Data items
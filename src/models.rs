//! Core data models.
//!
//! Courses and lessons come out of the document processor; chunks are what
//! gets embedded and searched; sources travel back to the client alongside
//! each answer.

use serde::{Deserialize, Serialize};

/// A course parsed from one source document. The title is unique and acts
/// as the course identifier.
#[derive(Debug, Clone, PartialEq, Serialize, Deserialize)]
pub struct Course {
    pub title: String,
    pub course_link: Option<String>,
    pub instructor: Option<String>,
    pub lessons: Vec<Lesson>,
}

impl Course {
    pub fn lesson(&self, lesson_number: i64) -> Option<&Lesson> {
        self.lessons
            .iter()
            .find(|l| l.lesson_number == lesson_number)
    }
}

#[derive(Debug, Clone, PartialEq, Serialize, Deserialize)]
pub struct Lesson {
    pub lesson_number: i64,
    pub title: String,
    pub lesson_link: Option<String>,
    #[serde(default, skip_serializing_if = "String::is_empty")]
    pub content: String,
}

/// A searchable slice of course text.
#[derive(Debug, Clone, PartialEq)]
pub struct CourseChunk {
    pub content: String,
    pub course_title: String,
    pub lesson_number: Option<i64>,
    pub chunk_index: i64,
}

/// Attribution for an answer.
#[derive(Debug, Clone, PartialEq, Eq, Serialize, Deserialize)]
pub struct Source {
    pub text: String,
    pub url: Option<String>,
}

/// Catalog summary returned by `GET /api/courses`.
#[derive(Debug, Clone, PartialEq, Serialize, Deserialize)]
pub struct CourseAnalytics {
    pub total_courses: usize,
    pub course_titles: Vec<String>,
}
==
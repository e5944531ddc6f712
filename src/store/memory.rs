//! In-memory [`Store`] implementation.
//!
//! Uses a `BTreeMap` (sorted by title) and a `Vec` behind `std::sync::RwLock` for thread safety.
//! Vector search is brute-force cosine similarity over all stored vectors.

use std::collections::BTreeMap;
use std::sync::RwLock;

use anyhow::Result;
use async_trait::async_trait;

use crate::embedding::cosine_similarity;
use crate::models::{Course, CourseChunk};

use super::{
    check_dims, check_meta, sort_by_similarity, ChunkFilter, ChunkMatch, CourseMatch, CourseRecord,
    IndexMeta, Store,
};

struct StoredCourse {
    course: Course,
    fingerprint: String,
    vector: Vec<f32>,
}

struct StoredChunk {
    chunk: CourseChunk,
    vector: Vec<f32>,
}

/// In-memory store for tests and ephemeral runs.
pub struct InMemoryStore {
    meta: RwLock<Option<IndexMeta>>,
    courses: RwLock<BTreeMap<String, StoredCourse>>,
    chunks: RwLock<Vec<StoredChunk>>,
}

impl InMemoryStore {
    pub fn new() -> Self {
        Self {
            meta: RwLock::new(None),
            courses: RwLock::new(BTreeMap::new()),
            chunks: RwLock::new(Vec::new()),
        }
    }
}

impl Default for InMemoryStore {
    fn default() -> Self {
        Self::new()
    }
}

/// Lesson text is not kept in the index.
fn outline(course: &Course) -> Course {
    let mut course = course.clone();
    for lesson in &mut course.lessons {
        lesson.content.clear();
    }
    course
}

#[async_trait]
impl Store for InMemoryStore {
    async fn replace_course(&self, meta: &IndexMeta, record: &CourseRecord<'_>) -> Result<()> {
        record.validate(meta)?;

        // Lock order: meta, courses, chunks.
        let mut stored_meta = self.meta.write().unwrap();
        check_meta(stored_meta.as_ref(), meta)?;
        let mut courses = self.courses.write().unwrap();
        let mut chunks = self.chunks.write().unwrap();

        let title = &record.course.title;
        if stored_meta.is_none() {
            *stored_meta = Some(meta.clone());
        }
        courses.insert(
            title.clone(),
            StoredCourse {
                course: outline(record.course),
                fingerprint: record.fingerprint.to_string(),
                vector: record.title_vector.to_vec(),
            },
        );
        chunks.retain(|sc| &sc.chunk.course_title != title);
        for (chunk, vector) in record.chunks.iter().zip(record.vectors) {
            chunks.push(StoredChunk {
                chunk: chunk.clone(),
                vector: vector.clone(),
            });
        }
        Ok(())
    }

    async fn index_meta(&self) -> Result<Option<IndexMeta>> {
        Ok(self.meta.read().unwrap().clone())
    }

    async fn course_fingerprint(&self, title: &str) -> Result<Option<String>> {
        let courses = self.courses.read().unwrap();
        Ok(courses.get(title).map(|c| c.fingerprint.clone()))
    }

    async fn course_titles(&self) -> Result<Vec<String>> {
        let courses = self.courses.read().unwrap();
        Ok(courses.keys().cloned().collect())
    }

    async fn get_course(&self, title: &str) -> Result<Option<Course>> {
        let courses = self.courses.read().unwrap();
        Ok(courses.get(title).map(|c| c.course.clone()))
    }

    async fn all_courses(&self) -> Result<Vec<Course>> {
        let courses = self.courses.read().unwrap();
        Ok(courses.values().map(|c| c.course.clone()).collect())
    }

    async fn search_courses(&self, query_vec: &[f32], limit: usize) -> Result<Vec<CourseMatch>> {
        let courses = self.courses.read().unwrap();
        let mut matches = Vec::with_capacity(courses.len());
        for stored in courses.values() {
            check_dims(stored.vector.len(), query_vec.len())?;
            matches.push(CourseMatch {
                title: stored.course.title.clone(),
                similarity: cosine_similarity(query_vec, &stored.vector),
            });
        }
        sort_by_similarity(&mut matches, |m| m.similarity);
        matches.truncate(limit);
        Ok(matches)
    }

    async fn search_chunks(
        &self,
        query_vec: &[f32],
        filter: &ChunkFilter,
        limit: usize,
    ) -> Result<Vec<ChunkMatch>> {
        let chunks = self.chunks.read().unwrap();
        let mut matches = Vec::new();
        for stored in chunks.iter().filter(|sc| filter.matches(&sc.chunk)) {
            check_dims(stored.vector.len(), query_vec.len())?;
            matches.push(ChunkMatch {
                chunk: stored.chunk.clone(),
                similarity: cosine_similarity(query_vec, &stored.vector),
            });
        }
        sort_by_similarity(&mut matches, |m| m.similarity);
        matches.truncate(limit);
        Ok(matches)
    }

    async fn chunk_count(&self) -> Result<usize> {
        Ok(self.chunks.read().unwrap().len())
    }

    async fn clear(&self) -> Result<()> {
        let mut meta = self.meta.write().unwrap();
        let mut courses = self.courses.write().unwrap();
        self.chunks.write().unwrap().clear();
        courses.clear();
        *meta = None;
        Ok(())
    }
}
---
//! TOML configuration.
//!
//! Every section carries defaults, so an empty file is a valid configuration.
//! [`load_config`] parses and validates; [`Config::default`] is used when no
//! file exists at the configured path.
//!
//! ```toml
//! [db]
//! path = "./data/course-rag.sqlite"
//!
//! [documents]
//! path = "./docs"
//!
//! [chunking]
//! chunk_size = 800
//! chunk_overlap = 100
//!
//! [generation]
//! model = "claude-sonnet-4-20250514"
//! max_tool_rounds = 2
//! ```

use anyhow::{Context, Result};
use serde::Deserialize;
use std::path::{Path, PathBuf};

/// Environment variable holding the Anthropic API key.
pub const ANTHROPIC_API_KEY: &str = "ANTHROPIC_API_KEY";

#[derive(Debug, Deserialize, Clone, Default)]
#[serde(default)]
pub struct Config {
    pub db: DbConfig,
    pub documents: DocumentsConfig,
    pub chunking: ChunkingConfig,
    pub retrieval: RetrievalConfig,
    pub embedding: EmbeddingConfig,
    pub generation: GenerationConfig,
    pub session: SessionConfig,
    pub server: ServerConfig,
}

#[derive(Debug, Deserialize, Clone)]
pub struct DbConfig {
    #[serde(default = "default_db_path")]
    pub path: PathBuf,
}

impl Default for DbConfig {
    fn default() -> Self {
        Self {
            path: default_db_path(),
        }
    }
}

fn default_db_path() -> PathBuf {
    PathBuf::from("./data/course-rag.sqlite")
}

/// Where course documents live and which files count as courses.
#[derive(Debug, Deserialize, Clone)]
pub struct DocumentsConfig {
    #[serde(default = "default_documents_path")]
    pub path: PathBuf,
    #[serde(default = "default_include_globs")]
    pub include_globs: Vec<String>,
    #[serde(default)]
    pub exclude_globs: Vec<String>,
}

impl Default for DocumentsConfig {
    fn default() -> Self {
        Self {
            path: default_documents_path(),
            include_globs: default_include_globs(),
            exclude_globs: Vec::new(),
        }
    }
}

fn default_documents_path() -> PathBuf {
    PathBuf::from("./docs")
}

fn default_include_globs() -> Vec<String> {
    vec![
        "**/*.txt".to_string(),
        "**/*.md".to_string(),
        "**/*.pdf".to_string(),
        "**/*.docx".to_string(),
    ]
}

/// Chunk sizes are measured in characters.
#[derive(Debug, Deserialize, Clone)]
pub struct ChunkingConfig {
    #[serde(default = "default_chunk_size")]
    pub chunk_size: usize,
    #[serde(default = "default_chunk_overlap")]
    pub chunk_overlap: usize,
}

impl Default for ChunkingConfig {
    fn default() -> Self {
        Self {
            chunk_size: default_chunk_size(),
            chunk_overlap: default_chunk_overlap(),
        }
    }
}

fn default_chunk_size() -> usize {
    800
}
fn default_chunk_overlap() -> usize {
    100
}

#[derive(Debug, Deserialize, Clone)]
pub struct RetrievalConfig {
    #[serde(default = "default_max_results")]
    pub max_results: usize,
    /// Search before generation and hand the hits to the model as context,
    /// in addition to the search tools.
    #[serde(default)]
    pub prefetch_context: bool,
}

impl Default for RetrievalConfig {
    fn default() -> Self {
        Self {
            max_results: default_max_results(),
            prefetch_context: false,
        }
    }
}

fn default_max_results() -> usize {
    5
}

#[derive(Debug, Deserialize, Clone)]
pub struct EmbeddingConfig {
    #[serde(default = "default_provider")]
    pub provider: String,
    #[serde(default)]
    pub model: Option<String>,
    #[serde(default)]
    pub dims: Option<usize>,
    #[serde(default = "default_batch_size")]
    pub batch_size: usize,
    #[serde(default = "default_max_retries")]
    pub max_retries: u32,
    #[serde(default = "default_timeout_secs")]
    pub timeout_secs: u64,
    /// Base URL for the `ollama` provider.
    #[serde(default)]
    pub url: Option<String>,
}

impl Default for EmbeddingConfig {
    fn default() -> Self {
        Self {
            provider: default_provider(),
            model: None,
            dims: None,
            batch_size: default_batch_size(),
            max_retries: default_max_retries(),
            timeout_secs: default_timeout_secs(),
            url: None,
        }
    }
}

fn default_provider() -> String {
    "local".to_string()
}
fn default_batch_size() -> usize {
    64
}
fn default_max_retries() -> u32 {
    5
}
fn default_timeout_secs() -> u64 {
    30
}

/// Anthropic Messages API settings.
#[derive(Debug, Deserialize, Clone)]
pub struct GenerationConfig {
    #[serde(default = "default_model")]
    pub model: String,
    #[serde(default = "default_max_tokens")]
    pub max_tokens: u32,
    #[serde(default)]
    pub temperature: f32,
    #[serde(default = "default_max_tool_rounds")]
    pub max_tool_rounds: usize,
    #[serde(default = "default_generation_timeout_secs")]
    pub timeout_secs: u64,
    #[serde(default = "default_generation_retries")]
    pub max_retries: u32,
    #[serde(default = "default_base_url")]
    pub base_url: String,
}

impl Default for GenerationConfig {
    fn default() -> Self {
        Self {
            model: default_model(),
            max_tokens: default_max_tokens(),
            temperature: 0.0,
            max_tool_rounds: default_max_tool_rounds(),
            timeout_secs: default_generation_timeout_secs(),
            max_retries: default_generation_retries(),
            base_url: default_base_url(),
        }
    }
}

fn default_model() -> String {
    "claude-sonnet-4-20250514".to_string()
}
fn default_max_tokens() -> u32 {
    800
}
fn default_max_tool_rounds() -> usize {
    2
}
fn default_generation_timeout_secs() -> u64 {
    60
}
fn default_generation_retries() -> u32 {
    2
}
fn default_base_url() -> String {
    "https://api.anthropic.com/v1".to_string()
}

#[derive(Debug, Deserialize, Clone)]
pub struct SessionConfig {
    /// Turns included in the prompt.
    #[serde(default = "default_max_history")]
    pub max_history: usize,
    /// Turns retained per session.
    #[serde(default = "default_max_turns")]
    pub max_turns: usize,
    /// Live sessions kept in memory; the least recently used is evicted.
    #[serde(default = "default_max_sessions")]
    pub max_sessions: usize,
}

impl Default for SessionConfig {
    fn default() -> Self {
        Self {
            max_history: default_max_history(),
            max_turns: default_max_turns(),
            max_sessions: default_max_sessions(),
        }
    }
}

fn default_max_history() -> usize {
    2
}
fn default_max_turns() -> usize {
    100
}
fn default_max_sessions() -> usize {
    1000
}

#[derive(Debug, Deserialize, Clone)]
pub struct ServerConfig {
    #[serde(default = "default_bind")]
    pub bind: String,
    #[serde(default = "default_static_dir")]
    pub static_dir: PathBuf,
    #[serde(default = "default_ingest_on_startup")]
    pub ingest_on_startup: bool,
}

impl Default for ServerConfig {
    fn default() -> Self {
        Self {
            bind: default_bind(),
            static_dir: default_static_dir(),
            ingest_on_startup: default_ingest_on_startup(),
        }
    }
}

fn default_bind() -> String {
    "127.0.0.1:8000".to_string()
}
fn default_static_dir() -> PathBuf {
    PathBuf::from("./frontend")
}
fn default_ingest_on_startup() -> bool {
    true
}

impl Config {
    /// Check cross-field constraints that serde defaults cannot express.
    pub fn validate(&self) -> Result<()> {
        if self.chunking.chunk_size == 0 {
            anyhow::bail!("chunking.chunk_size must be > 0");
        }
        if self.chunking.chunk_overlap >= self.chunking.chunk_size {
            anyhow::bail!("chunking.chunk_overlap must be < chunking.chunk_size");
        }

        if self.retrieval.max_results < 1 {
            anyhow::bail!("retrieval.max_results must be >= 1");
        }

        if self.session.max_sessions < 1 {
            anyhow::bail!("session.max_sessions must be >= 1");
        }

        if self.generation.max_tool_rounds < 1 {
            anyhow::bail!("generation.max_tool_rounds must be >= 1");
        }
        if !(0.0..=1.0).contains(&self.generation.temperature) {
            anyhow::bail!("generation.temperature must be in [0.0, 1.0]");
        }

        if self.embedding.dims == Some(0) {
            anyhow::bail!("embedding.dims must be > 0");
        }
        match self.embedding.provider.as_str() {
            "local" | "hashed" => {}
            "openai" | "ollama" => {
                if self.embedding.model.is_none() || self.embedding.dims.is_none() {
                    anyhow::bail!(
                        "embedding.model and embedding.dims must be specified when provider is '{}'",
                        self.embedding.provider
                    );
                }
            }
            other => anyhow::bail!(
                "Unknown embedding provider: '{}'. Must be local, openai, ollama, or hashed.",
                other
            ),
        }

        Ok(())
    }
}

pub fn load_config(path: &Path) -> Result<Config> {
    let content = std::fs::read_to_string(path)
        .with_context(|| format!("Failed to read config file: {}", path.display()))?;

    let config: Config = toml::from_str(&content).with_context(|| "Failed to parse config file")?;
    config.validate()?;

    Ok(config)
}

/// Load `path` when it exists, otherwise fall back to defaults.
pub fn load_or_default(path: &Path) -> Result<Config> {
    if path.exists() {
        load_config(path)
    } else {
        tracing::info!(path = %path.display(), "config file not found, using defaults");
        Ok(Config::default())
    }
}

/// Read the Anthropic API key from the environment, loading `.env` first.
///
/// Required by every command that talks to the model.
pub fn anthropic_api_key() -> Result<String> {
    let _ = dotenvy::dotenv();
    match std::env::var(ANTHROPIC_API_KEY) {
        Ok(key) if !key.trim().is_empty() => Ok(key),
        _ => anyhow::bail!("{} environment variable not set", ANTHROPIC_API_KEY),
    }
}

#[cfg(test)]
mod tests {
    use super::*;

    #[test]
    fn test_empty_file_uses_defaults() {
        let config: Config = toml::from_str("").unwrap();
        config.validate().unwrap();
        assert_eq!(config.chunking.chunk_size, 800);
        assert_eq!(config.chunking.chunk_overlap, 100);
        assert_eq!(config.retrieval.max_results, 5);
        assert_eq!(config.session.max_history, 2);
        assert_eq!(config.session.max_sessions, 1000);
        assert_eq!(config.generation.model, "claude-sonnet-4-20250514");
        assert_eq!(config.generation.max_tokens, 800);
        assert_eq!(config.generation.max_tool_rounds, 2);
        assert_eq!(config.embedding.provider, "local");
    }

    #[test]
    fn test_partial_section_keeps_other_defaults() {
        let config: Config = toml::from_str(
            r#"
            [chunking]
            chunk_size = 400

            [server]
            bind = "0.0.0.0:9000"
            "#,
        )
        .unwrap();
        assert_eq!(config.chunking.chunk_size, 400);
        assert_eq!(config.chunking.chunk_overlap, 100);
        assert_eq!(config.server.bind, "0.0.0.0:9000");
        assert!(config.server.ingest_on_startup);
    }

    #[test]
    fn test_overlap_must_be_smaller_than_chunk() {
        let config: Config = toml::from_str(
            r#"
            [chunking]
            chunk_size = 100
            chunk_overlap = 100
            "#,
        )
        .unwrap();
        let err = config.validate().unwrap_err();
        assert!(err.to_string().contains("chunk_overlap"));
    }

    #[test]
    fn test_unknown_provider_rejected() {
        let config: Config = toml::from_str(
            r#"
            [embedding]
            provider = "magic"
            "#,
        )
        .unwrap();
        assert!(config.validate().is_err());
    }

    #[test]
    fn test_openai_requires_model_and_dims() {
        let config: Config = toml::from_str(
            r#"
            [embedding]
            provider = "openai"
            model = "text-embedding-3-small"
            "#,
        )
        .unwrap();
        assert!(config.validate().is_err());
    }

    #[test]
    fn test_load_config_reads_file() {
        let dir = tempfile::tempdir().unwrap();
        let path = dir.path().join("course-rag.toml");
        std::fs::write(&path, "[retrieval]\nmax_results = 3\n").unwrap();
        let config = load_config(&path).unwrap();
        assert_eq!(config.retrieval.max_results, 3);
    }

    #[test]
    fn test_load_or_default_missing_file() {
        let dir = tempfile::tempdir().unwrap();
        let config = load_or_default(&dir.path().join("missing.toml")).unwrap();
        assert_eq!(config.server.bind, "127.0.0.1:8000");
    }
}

## Problem
Each line above that contains the string "EmbeddingConfig" should be identified and copied.

## Exercise result
    pub embedding: EmbeddingConfig,
pub struct EmbeddingConfig {
impl Default for EmbeddingConfig {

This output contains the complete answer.